Source information:

=-=-=-=-=

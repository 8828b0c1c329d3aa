//! Node registry: per-session ids for visited questions and answer tokens.
//!
//! Clients only ever see opaque tokens. The registry translates a token back to
//! the session-local node id and the answer label it was issued for.

use std::collections::{BTreeMap, HashMap};
use std::fmt;

use serde::Serialize;
use tracing::{debug, instrument, trace};
use uuid::Uuid;

use crate::application::{ApplicationError, ApplicationResult};
use crate::domain::{DecisionTree, NodeIndex};

/// Session-local id of a visited question. Ids start at 1 and grow strictly.
#[derive(Debug, Clone, Copy, PartialEq, Eq, PartialOrd, Ord, Hash, Serialize)]
pub struct NodeId(u32);

impl NodeId {
    pub const fn new(value: u32) -> Self {
        Self(value)
    }

    pub fn value(self) -> u32 {
        self.0
    }
}

impl fmt::Display for NodeId {
    fn fmt(&self, f: &mut fmt::Formatter<'_>) -> fmt::Result {
        write!(f, "#{}", self.0)
    }
}

/// A token issued to the client and the answer it stands for.
#[derive(Debug, Clone, PartialEq, Eq, Serialize)]
pub struct AnswerChoice {
    pub token: String,
    pub label: String,
}

/// The live question as presented to a client.
#[derive(Debug, Clone, PartialEq, Eq, Serialize)]
pub struct CurrentQuestion {
    pub question: String,
    /// token -> label, in the order the answers were issued
    pub answers: Vec<AnswerChoice>,
}

impl CurrentQuestion {
    pub fn token_for(&self, label: &str) -> Option<&str> {
        self.answers
            .iter()
            .find(|a| a.label == label)
            .map(|a| a.token.as_str())
    }

    pub fn label_for(&self, token: &str) -> Option<&str> {
        self.answers
            .iter()
            .find(|a| a.token == token)
            .map(|a| a.label.as_str())
    }

    pub fn labels(&self) -> Vec<&str> {
        self.answers.iter().map(|a| a.label.as_str()).collect()
    }
}

#[derive(Debug)]
struct RegisteredNode {
    node: NodeIndex,
    answers: Vec<AnswerChoice>,
}

#[derive(Debug, Default)]
pub struct NodeRegistry {
    nodes: BTreeMap<NodeId, RegisteredNode>,
    tokens: HashMap<String, NodeId>,
    counter: u32,
}

impl NodeRegistry {
    pub fn new() -> Self {
        Self::default()
    }

    #[instrument(level = "trace", skip(self))]
    pub fn add_node(&mut self, node: NodeIndex) -> NodeId {
        self.counter += 1;
        let id = NodeId(self.counter);
        self.nodes.insert(
            id,
            RegisteredNode {
                node,
                answers: Vec::new(),
            },
        );
        trace!("registered node {}", id);
        id
    }

    /// Id the next `add_node` call will hand out.
    pub fn peek_next_id(&self) -> NodeId {
        NodeId(self.counter + 1)
    }

    /// Issue a fresh token for answering `node_id` with `label`.
    #[instrument(level = "trace", skip(self))]
    pub fn add_answer_option(&mut self, node_id: NodeId, label: &str) -> ApplicationResult<String> {
        let entry = self
            .nodes
            .get_mut(&node_id)
            .ok_or(ApplicationError::NodeNotFound(node_id))?;
        let token = Uuid::new_v4().to_string();
        entry.answers.push(AnswerChoice {
            token: token.clone(),
            label: label.to_string(),
        });
        self.tokens.insert(token.clone(), node_id);
        Ok(token)
    }

    pub fn resolve_token(&self, token: &str) -> ApplicationResult<NodeId> {
        self.tokens
            .get(token)
            .copied()
            .ok_or_else(|| ApplicationError::TokenNotFound(token.to_string()))
    }

    pub fn answer_label_for_token(&self, token: &str) -> ApplicationResult<&str> {
        let node_id = self.resolve_token(token)?;
        self.nodes
            .get(&node_id)
            .and_then(|entry| entry.answers.iter().find(|a| a.token == token))
            .map(|a| a.label.as_str())
            .ok_or(ApplicationError::NodeNotFound(node_id))
    }

    pub fn node_by_id(&self, node_id: NodeId) -> ApplicationResult<NodeIndex> {
        self.nodes
            .get(&node_id)
            .map(|entry| entry.node)
            .ok_or(ApplicationError::NodeNotFound(node_id))
    }

    /// Highest live id: the question the client is expected to answer.
    pub fn current_node_id(&self) -> Option<NodeId> {
        self.nodes.keys().next_back().copied()
    }

    /// Format the live question with all tokens pointing at it.
    ///
    /// An empty registry reports `NodeNotFound(#0)`.
    pub fn current_node(&self, tree: &DecisionTree) -> ApplicationResult<CurrentQuestion> {
        let (id, entry) = self
            .nodes
            .iter()
            .next_back()
            .ok_or(ApplicationError::NodeNotFound(NodeId(0)))?;
        let question = tree
            .node(entry.node)
            .and_then(|node| node.text())
            .ok_or(ApplicationError::NodeNotFound(*id))?;
        Ok(CurrentQuestion {
            question: question.to_string(),
            answers: entry.answers.clone(),
        })
    }

    /// Drop every node and token with an id strictly greater than `node_id`
    /// and continue numbering right after it.
    #[instrument(level = "debug", skip(self))]
    pub fn invalidate_from(&mut self, node_id: NodeId) {
        let removed = self.nodes.split_off(&NodeId(node_id.0 + 1));
        self.tokens.retain(|_, id| *id <= node_id);
        self.counter = node_id.0;
        if !removed.is_empty() {
            debug!("invalidated {} node(s) after {}", removed.len(), node_id);
        }
    }

    pub fn len(&self) -> usize {
        self.nodes.len()
    }

    pub fn is_empty(&self) -> bool {
        self.nodes.is_empty()
    }

    pub fn token_count(&self) -> usize {
        self.tokens.len()
    }
}

#[cfg(test)]
mod tests {
    use super::*;
    use crate::domain::TreeBuilder;

    fn tree() -> (DecisionTree, NodeIndex, NodeIndex) {
        let mut b = TreeBuilder::new();
        let p1 = b.leaf("P1", "P1");
        let p2 = b.leaf("P2", "P2");
        let inner = b.binary("Inner?", p1, p2);
        let root = b.binary("Root?", inner, p2);
        (b.build(root).unwrap(), root, inner)
    }

    #[test]
    fn given_new_nodes_when_adding_then_ids_increase_from_one() {
        let (_, root, inner) = tree();
        let mut registry = NodeRegistry::new();
        assert_eq!(registry.add_node(root), NodeId::new(1));
        assert_eq!(registry.add_node(inner), NodeId::new(2));
        assert_eq!(registry.peek_next_id(), NodeId::new(3));
        assert_eq!(registry.current_node_id(), Some(NodeId::new(2)));
    }

    #[test]
    fn given_tokens_when_resolving_then_maps_to_node_and_label() {
        let (_, root, _) = tree();
        let mut registry = NodeRegistry::new();
        let id = registry.add_node(root);
        let yes = registry.add_answer_option(id, "yes").unwrap();
        let no = registry.add_answer_option(id, "no").unwrap();

        assert_ne!(yes, no);
        assert_eq!(registry.resolve_token(&yes).unwrap(), id);
        assert_eq!(registry.answer_label_for_token(&no).unwrap(), "no");
        assert!(matches!(
            registry.resolve_token("bogus"),
            Err(ApplicationError::TokenNotFound(_))
        ));
    }

    #[test]
    fn given_unknown_node_when_adding_option_then_fails() {
        let mut registry = NodeRegistry::new();
        assert!(matches!(
            registry.add_answer_option(NodeId::new(7), "yes"),
            Err(ApplicationError::NodeNotFound(_))
        ));
    }

    #[test]
    fn given_two_nodes_when_formatting_current_then_uses_highest_id() {
        let (tree, root, inner) = tree();
        let mut registry = NodeRegistry::new();
        let first = registry.add_node(root);
        registry.add_answer_option(first, "yes").unwrap();
        let second = registry.add_node(inner);
        let token = registry.add_answer_option(second, "no").unwrap();

        let current = registry.current_node(&tree).unwrap();
        assert_eq!(current.question, "Inner?");
        assert_eq!(current.labels(), vec!["no"]);
        assert_eq!(current.token_for("no"), Some(token.as_str()));
    }

    #[test]
    fn given_later_nodes_when_invalidating_then_drops_them_and_resets_counter() {
        let (_, root, inner) = tree();
        let mut registry = NodeRegistry::new();
        let first = registry.add_node(root);
        let kept = registry.add_answer_option(first, "yes").unwrap();
        let second = registry.add_node(inner);
        let dropped = registry.add_answer_option(second, "yes").unwrap();

        registry.invalidate_from(first);

        assert_eq!(registry.len(), 1);
        assert!(registry.resolve_token(&kept).is_ok());
        assert!(matches!(
            registry.resolve_token(&dropped),
            Err(ApplicationError::TokenNotFound(_))
        ));
        assert!(matches!(
            registry.node_by_id(second),
            Err(ApplicationError::NodeNotFound(_))
        ));
        assert_eq!(registry.add_node(inner), NodeId::new(2));
    }

    #[test]
    fn given_empty_registry_when_formatting_current_then_reports_missing_node() {
        let (tree, _, _) = tree();
        let registry = NodeRegistry::new();
        assert!(matches!(
            registry.current_node(&tree),
            Err(ApplicationError::NodeNotFound(_))
        ));
    }
}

=-=-=-=-=

Brief: All lines above that include the word "HashMap" should be located and copied.

Task response:
use std::collections::{BTreeMap, HashMap};
    tokens: HashMap<String, NodeId>,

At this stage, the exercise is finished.